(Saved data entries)
◇ ◇ ◇ ◇ ◇ ◇ ◇

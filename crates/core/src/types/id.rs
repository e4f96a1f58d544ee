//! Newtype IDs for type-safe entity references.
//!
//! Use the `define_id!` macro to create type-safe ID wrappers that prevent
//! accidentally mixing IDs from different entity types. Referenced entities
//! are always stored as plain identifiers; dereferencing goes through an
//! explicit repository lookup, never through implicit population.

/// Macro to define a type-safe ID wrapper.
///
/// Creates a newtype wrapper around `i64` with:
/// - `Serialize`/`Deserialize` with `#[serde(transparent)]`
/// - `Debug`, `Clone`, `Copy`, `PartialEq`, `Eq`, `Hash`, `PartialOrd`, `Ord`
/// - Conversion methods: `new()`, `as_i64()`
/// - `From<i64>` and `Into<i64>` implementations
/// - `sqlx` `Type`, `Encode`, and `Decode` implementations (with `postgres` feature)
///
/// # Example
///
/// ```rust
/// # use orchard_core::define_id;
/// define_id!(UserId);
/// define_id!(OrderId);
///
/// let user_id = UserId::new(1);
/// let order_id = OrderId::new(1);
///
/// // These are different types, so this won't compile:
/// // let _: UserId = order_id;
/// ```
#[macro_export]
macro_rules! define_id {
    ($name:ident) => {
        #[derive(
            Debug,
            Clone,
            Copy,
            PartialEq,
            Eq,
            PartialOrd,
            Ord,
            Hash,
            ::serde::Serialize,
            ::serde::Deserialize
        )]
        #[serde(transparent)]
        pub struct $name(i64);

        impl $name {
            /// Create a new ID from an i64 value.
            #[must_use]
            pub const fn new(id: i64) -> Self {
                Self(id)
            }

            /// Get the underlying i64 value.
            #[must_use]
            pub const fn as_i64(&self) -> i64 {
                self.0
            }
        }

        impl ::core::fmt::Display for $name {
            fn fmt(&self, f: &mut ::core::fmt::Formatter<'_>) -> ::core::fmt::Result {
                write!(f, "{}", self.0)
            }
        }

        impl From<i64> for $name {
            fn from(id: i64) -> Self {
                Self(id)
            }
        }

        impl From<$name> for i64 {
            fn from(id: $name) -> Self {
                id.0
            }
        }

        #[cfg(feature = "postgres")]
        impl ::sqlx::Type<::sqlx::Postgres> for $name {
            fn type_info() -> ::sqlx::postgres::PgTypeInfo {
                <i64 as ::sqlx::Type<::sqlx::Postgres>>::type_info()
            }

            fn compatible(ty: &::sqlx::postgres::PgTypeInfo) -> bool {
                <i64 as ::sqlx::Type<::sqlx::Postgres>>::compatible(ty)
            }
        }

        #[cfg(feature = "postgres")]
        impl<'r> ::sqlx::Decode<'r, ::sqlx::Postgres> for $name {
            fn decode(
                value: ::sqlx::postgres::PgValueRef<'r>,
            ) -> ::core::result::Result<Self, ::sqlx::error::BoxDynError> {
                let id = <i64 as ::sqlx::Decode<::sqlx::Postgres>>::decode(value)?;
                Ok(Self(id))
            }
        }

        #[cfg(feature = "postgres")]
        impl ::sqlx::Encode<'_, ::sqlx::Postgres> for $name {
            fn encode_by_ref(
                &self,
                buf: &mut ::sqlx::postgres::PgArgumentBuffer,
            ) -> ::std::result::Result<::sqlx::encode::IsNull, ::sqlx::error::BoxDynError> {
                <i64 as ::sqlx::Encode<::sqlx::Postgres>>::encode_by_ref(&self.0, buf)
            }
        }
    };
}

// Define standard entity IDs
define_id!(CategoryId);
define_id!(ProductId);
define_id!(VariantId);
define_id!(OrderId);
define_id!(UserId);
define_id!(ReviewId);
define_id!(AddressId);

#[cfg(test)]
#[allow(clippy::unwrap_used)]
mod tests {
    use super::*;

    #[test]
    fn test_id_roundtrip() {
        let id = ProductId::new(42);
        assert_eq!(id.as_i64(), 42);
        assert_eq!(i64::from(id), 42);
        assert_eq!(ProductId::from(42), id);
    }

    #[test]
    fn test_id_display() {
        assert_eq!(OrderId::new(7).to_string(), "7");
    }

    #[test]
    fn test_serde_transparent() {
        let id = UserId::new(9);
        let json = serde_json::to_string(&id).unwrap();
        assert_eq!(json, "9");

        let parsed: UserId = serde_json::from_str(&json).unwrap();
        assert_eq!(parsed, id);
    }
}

◇ ◇ ◇ ◇ ◇ ◇ ◇

§ **HOW TO COMPLETE THIS TASK**
Set down again, word for word, the stretch of records from the line with "impl ::core::fmt::Display for" to the line with "assert_eq!(i64::from(id), 42);", both of those lines included.

§ **ANSWER TO THIS TASK**
        impl ::core::fmt::Display for $name {
            fn fmt(&self, f: &mut ::core::fmt::Formatter<'_>) -> ::core::fmt::Result {
                write!(f, "{}", self.0)
            }
        }

        impl From<i64> for $name {
            fn from(id: i64) -> Self {
                Self(id)
            }
        }

        impl From<$name> for i64 {
            fn from(id: $name) -> Self {
                id.0
            }
        }

        #[cfg(feature = "postgres")]
        impl ::sqlx::Type<::sqlx::Postgres> for $name {
            fn type_info() -> ::sqlx::postgres::PgTypeInfo {
                <i64 as ::sqlx::Type<::sqlx::Postgres>>::type_info()
            }

            fn compatible(ty: &::sqlx::postgres::PgTypeInfo) -> bool {
                <i64 as ::sqlx::Type<::sqlx::Postgres>>::compatible(ty)
            }
        }

        #[cfg(feature = "postgres")]
        impl<'r> ::sqlx::Decode<'r, ::sqlx::Postgres> for $name {
            fn decode(
                value: ::sqlx::postgres::PgValueRef<'r>,
            ) -> ::core::result::Result<Self, ::sqlx::error::BoxDynError> {
                let id = <i64 as ::sqlx::Decode<::sqlx::Postgres>>::decode(value)?;
                Ok(Self(id))
            }
        }

        #[cfg(feature = "postgres")]
        impl ::sqlx::Encode<'_, ::sqlx::Postgres> for $name {
            fn encode_by_ref(
                &self,
                buf: &mut ::sqlx::postgres::PgArgumentBuffer,
            ) -> ::std::result::Result<::sqlx::encode::IsNull, ::sqlx::error::BoxDynError> {
                <i64 as ::sqlx::Encode<::sqlx::Postgres>>::encode_by_ref(&self.0, buf)
            }
        }
    };
}

// Define standard entity IDs
define_id!(CategoryId);
define_id!(ProductId);
define_id!(VariantId);
define_id!(OrderId);
define_id!(UserId);
define_id!(ReviewId);
define_id!(AddressId);

#[cfg(test)]
#[allow(clippy::unwrap_used)]
mod tests {
    use super::*;

    #[test]
    fn test_id_roundtrip() {
        let id = ProductId::new(42);
        assert_eq!(id.as_i64(), 42);
        assert_eq!(i64::from(id), 42);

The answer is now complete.